▽

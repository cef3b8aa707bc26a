//! Rank-to-place mapping (§6): given an application rank and the chain
//! of per-level distributions, deterministically compute the place id
//! at each successive level so both sides of a connection agree on
//! fan-in without coordinating beyond the shared configuration.

use crate::level::{Distribution, LevelDistribution};

/// Maps one rank at a level of `total_ranks` ranks onto a place id in
/// `[0, level.size)`.
///
/// `Uniform` divides `total_ranks` as evenly as possible, handing the
/// remainder to the first few places one extra rank each. `ByBlock`
/// assigns consecutive runs of `blocksize` ranks to the same place,
/// wrapping around `level.size`.
pub fn map_rank(rank: u32, total_ranks: u32, level: &LevelDistribution) -> u32 {
    match level.distribution {
        Distribution::Uniform => {
            let places = level.size.max(1);
            let base = total_ranks / places;
            let remainder = total_ranks % places;
            let boundary = remainder * (base + 1);
            if rank < boundary {
                rank / (base + 1)
            } else {
                remainder + (rank - boundary) / base.max(1)
            }
        }
        Distribution::ByBlock => {
            let blocksize = level.blocksize.unwrap_or(1).max(1);
            (rank / blocksize) % level.size.max(1)
        }
    }
}

/// Walks `rank` down through every configured level, returning the
/// place id it lands on at each one in order.
pub fn rank_to_places(rank: u32, total_ranks: u32, levels: &[LevelDistribution]) -> Vec<u32> {
    let mut current_rank = rank;
    let mut current_total = total_ranks;
    let mut places = Vec::with_capacity(levels.len());
    for level in levels {
        let place = map_rank(current_rank, current_total, level);
        places.push(place);
        current_rank = place;
        current_total = level.size;
    }
    places
}

#[cfg(test)]
mod tests {
    use super::*;

    fn uniform(size: u32) -> LevelDistribution {
        LevelDistribution {
            size,
            distribution: Distribution::Uniform,
            blocksize: None,
        }
    }

    fn by_block(size: u32, blocksize: u32) -> LevelDistribution {
        LevelDistribution {
            size,
            distribution: Distribution::ByBlock,
            blocksize: Some(blocksize),
        }
    }

    #[test]
    fn uniform_distributes_remainder_to_first_places() {
        // 10 ranks over 3 places: 4, 3, 3.
        let level = uniform(3);
        let assigned: Vec<u32> = (0..10).map(|r| map_rank(r, 10, &level)).collect();
        assert_eq!(assigned, vec![0, 0, 0, 0, 1, 1, 1, 2, 2, 2]);
    }

    #[test]
    fn uniform_with_no_remainder_splits_evenly() {
        let level = uniform(4);
        let assigned: Vec<u32> = (0..8).map(|r| map_rank(r, 8, &level)).collect();
        assert_eq!(assigned, vec![0, 0, 1, 1, 2, 2, 3, 3]);
    }

    #[test]
    fn by_block_groups_consecutive_ranks() {
        let level = by_block(2, 3);
        let assigned: Vec<u32> = (0..9).map(|r| map_rank(r, 9, &level)).collect();
        assert_eq!(assigned, vec![0, 0, 0, 1, 1, 1, 0, 0, 0]);
    }

    #[test]
    fn chain_of_levels_feeds_each_level_its_predecessors_size() {
        let levels = vec![uniform(4), uniform(2)];
        let places = rank_to_places(5, 8, &levels);
        assert_eq!(places.len(), 2);
        assert!(places[0] < 4);
        assert!(places[1] < 2);
    }
}
/// Strategy-layer errors (§4.3, §7).
#[derive(Debug, thiserror::Error)]
pub enum Error {
    #[error("strategy has already shut down")]
    AlreadyShutdown,

    #[error(transparent)]
    Protocol(#[from] gti_protocol::Error),
}

pub type Result<T> = std::result::Result<T, Error>;
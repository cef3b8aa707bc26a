//! Break manager (C11): notifies application processes of a requested
//! pause and manages resumption. A [`BreakAnalysis`] discards duplicate
//! request/remove arrivals converging from multiple children (only one
//! pair of each should ever propagate) and drives the pure-count
//! [`BreakCounter`], which decides the 0-to-1 (pause) and 1-to-0
//! (resume) edges the rest of the tool reacts to.

mod analysis;
mod manager;

pub use analysis::BreakAnalysis;
pub use manager::{BreakCounter, Transition};
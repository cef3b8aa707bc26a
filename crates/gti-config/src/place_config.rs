use std::collections::BTreeMap;

use crate::error::{Error, Result};
use crate::level::{Distribution, LevelDistribution};

#[derive(Debug, Clone, Copy, PartialEq, Eq)]
pub enum Side {
    Top,
    Bottom,
}

fn get<'a>(map: &'a BTreeMap<String, String>, key: &str) -> Result<&'a str> {
    map.get(key)
        .map(String::as_str)
        .ok_or_else(|| Error::MissingKey(key.to_string()))
}

fn get_u32(map: &BTreeMap<String, String>, key: &str) -> Result<u32> {
    let value = get(map, key)?;
    value.parse::<u32>().map_err(|_| Error::NotAnInteger {
        key: key.to_string(),
        value: value.to_string(),
    })
}

/// A single place's static identity and rank-to-place routing, parsed
/// from the module-configuration map (§6). The loader that turns a
/// configuration file into this map is out of scope; `from_map` takes
/// over from there.
#[derive(Debug, Clone)]
pub struct PlaceConfig {
    pub id: u32,
    pub side: Side,
    pub tier_size: u32,
    pub target_tier_size: u32,
    pub comm_id: u32,
    pub is_intra: bool,
    /// `gti_own_level`: this place's depth in the tree, also `levels.len()`.
    pub own_level: u32,
    pub levels: Vec<LevelDistribution>,
}

impl PlaceConfig {
    pub fn from_map(map: &BTreeMap<String, String>) -> Result<Self> {
        let id = get_u32(map, "id")?;
        let side = match get(map, "side")? {
            "t" => Side::Top,
            "b" => Side::Bottom,
            other => {
                return Err(Error::UnknownValue {
                    key: "side".to_string(),
                    value: other.to_string(),
                })
            }
        };
        let tier_size = get_u32(map, "tier_size")?;
        let target_tier_size = get_u32(map, "target_tier_size")?;
        let comm_id = get_u32(map, "comm_id")?;
        let is_intra = get_u32(map, "is_intra")? != 0;

        let own_level = get_u32(map, "gti_own_level")?;
        let mut levels = Vec::with_capacity(own_level as usize);
        for level in 0..own_level {
            let size_key = format!("gti_level_{level}_size");
            let dist_key = format!("gti_level_{level}_{}_distribution", level + 1);
            let block_key = format!("gti_level_{level}_{}_blocksize", level + 1);

            let size = get_u32(map, &size_key)?;
            let distribution = Distribution::parse(&dist_key, get(map, &dist_key)?)?;
            let blocksize = match distribution {
                Distribution::ByBlock => Some(get_u32(map, &block_key)?),
                Distribution::Uniform => None,
            };
            levels.push(LevelDistribution {
                size,
                distribution,
                blocksize,
            });
        }

        Ok(PlaceConfig {
            id,
            side,
            tier_size,
            target_tier_size,
            comm_id,
            is_intra,
            own_level,
            levels,
        })
    }
}

#[cfg(test)]
mod tests {
    use super::*;

    fn base_map() -> BTreeMap<String, String> {
        let mut map = BTreeMap::new();
        map.insert("id".into(), "3".into());
        map.insert("side".into(), "t".into());
        map.insert("tier_size".into(), "8".into());
        map.insert("target_tier_size".into(), "8".into());
        map.insert("comm_id".into(), "42".into());
        map.insert("is_intra".into(), "0".into());
        map.insert("gti_own_level".into(), "1".into());
        map.insert("gti_level_0_size".into(), "4".into());
        map.insert("gti_level_0_1_distribution".into(), "uniform".into());
        map
    }

    #[test]
    fn parses_a_well_formed_map() {
        let config = PlaceConfig::from_map(&base_map()).unwrap();
        assert_eq!(config.id, 3);
        assert_eq!(config.side, Side::Top);
        assert_eq!(config.levels.len(), 1);
        assert_eq!(config.levels[0].size, 4);
        assert_eq!(config.levels[0].distribution, Distribution::Uniform);
        assert!(config.levels[0].blocksize.is_none());
    }

    #[test]
    fn by_block_requires_a_blocksize() {
        let mut map = base_map();
        map.insert("gti_level_0_1_distribution".into(), "by-block".into());
        map.insert("gti_level_0_1_blocksize".into(), "16".into());
        let config = PlaceConfig::from_map(&map).unwrap();
        assert_eq!(config.levels[0].blocksize, Some(16));
    }

    #[test]
    fn missing_key_is_reported_by_name() {
        let mut map = base_map();
        map.remove("comm_id");
        let err = PlaceConfig::from_map(&map).unwrap_err();
        assert!(matches!(err, Error::MissingKey(key) if key == "comm_id"));
    }

    #[test]
    fn non_integer_value_is_reported() {
        let mut map = base_map();
        map.insert("tier_size".into(), "not-a-number".into());
        let err = PlaceConfig::from_map(&map).unwrap_err();
        assert!(matches!(err, Error::NotAnInteger { key, .. } if key == "tier_size"));
    }
}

△

## What to produce
The reply should hold only the lines of the listing above starting at the line containing "let base = total_ranks / places;" and ending at the line containing "let mut current_total = total_ranks;", exactly as written.

## Solution to this task
            let base = total_ranks / places;
            let remainder = total_ranks % places;
            let boundary = remainder * (base + 1);
            if rank < boundary {
                rank / (base + 1)
            } else {
                remainder + (rank - boundary) / base.max(1)
            }
        }
        Distribution::ByBlock => {
            let blocksize = level.blocksize.unwrap_or(1).max(1);
            (rank / blocksize) % level.size.max(1)
        }
    }
}

/// Walks `rank` down through every configured level, returning the
/// place id it lands on at each one in order.
pub fn rank_to_places(rank: u32, total_ranks: u32, levels: &[LevelDistribution]) -> Vec<u32> {
    let mut current_rank = rank;
    let mut current_total = total_ranks;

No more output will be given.